• **Description of the task**
Keeping each word and mark in place, write out the full listing once more.

• **Given records**
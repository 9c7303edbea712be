//! Public share link handlers for anonymous recipients.

use axum::Json;
use axum::extract::{Path, State};
use axum::http::StatusCode;
use axum::response::{IntoResponse, Response};

use livepet_service::share::{AccessOutcome, DenialReason};

use crate::dto::request::VerifyCodeRequest;
use crate::dto::response::{ApiResponse, SharedAccessResponse};
use crate::error::{ApiError, ApiErrorResponse};
use crate::extractors::{ApiJson, Recipient};
use crate::state::AppState;

/// GET /api/shared/health/{token}
pub async fn resolve_share(
    State(state): State<AppState>,
    Recipient(client): Recipient,
    Path(token): Path<String>,
) -> Result<Response, ApiError> {
    let outcome = state.access_service.resolve_share(&token, &client).await?;
    Ok(outcome_response(outcome, state.config.share.disclose_denial_reason))
}

/// POST /api/shared/health/{token}/verify
pub async fn verify_code(
    State(state): State<AppState>,
    Recipient(client): Recipient,
    Path(token): Path<String>,
    ApiJson(req): ApiJson<VerifyCodeRequest>,
) -> Result<Response, ApiError> {
    let outcome = state
        .access_service
        .verify_code(&token, &req.code, &client)
        .await?;
    Ok(outcome_response(outcome, state.config.share.disclose_denial_reason))
}

/// Map a gateway outcome to an HTTP response.
///
/// Unless `disclose` is set every denial looks the same, so a recipient
/// cannot tell an unknown token from a revoked or used-up one.
pub fn outcome_response(outcome: AccessOutcome, disclose: bool) -> Response {
    match outcome {
        AccessOutcome::Granted(profile) => {
            Json(ApiResponse::ok(SharedAccessResponse::granted(*profile))).into_response()
        }
        AccessOutcome::CodeRequired(challenge) => {
            Json(ApiResponse::ok(SharedAccessResponse::challenge(challenge))).into_response()
        }
        AccessOutcome::InvalidCode => (
            StatusCode::UNAUTHORIZED,
            Json(ApiErrorResponse::new("invalid_code", "Invalid access code")),
        )
            .into_response(),
        AccessOutcome::Denied(reason) => denial_response(reason, disclose),
    }
}

fn denial_response(reason: DenialReason, disclose: bool) -> Response {
    let (status, message) = match (disclose, reason) {
        (false, _) | (true, DenialReason::NotFound) | (true, DenialReason::Expired) => {
            (StatusCode::NOT_FOUND, "This link is no longer valid")
        }
        (true, DenialReason::Revoked) => (StatusCode::GONE, "This link has been revoked"),
        (true, DenialReason::ViewLimitReached) => {
            (StatusCode::GONE, "This link has reached its view limit")
        }
    };
    let code = if disclose {
        reason.code()
    } else {
        DenialReason::NotFound.code()
    };
    (status, Json(ApiErrorResponse::new(code, message))).into_response()
}
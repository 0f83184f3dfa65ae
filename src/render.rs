use crate::config::RenderOptions;
use crate::ir::Segment;
use crate::layout::render;
use crate::node::serialize;
use anyhow::Result;
use std::path::Path;

/// Lays out `segments` and serializes the diagram to SVG text.
pub fn render_svg(segments: &[Segment], options: &RenderOptions) -> String {
    serialize(&render(segments, options))
}

pub fn write_output_svg(svg: &str, output: Option<&Path>) -> Result<()> {
    match output {
        Some(path) => {
            std::fs::write(path, svg)?;
        }
        None => {
            print!("{}", svg);
        }
    }
    Ok(())
}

• **Answer below**
repository 9c7303edbea712be
//! Public share link handlers for anonymous recipients.

use axum::Json;
use axum::extract::{Path, State};
use axum::http::StatusCode;
use axum::response::{IntoResponse, Response};

use livepet_service::share::{AccessOutcome, DenialReason};

use crate::dto::request::VerifyCodeRequest;
use crate::dto::response::{ApiResponse, SharedAccessResponse};
use crate::error::{ApiError, ApiErrorResponse};
use crate::extractors::{ApiJson, Recipient};
use crate::state::AppState;

/// GET /api/shared/health/{token}
pub async fn resolve_share(
    State(state): State<AppState>,
    Recipient(client): Recipient,
    Path(token): Path<String>,
) -> Result<Response, ApiError> {
    let outcome = state.access_service.resolve_share(&token, &client).await?;
    Ok(outcome_response(outcome, state.config.share.disclose_denial_reason))
}

/// POST /api/shared/health/{token}/verify
pub async fn verify_code(
    State(state): State<AppState>,
    Recipient(client): Recipient,
    Path(token): Path<String>,
    ApiJson(req): ApiJson<VerifyCodeRequest>,
) -> Result<Response, ApiError> {
    let outcome = state
        .access_service
        .verify_code(&token, &req.code, &client)
        .await?;
    Ok(outcome_response(outcome, state.config.share.disclose_denial_reason))
}

/// Map a gateway outcome to an HTTP response.
///
/// Unless `disclose` is set every denial looks the same, so a recipient
/// cannot tell an unknown token from a revoked or used-up one.
pub fn outcome_response(outcome: AccessOutcome, disclose: bool) -> Response {
    match outcome {
        AccessOutcome::Granted(profile) => {
            Json(ApiResponse::ok(SharedAccessResponse::granted(*profile))).into_response()
        }
        AccessOutcome::CodeRequired(challenge) => {
            Json(ApiResponse::ok(SharedAccessResponse::challenge(challenge))).into_response()
        }
        AccessOutcome::InvalidCode => (
            StatusCode::UNAUTHORIZED,
            Json(ApiErrorResponse::new("invalid_code", "Invalid access code")),
        )
            .into_response(),
        AccessOutcome::Denied(reason) => denial_response(reason, disclose),
    }
}

fn denial_response(reason: DenialReason, disclose: bool) -> Response {
    let (status, message) = match (disclose, reason) {
        (false, _) | (true, DenialReason::NotFound) | (true, DenialReason::Expired) => {
            (StatusCode::NOT_FOUND, "This link is no longer valid")
        }
        (true, DenialReason::Revoked) => (StatusCode::GONE, "This link has been revoked"),
        (true, DenialReason::ViewLimitReached) => {
            (StatusCode::GONE, "This link has reached its view limit")
        }
    };
    let code = if disclose {
        reason.code()
    } else {
        DenialReason::NotFound.code()
    };
    (status, Json(ApiErrorResponse::new(code, message))).into_response()
}
repository 0f83184f3dfa65ae
filename src/render.rs
use crate::config::RenderOptions;
use crate::ir::Segment;
use crate::layout::render;
use crate::node::serialize;
use anyhow::Result;
use std::path::Path;

/// Lays out `segments` and serializes the diagram to SVG text.
pub fn render_svg(segments: &[Segment], options: &RenderOptions) -> String {
    serialize(&render(segments, options))
}

pub fn write_output_svg(svg: &str, output: Option<&Path>) -> Result<()> {
    match output {
        Some(path) => {
            std::fs::write(path, svg)?;
        }
        None => {
            print!("{}", svg);
        }
    }
    Ok(())
}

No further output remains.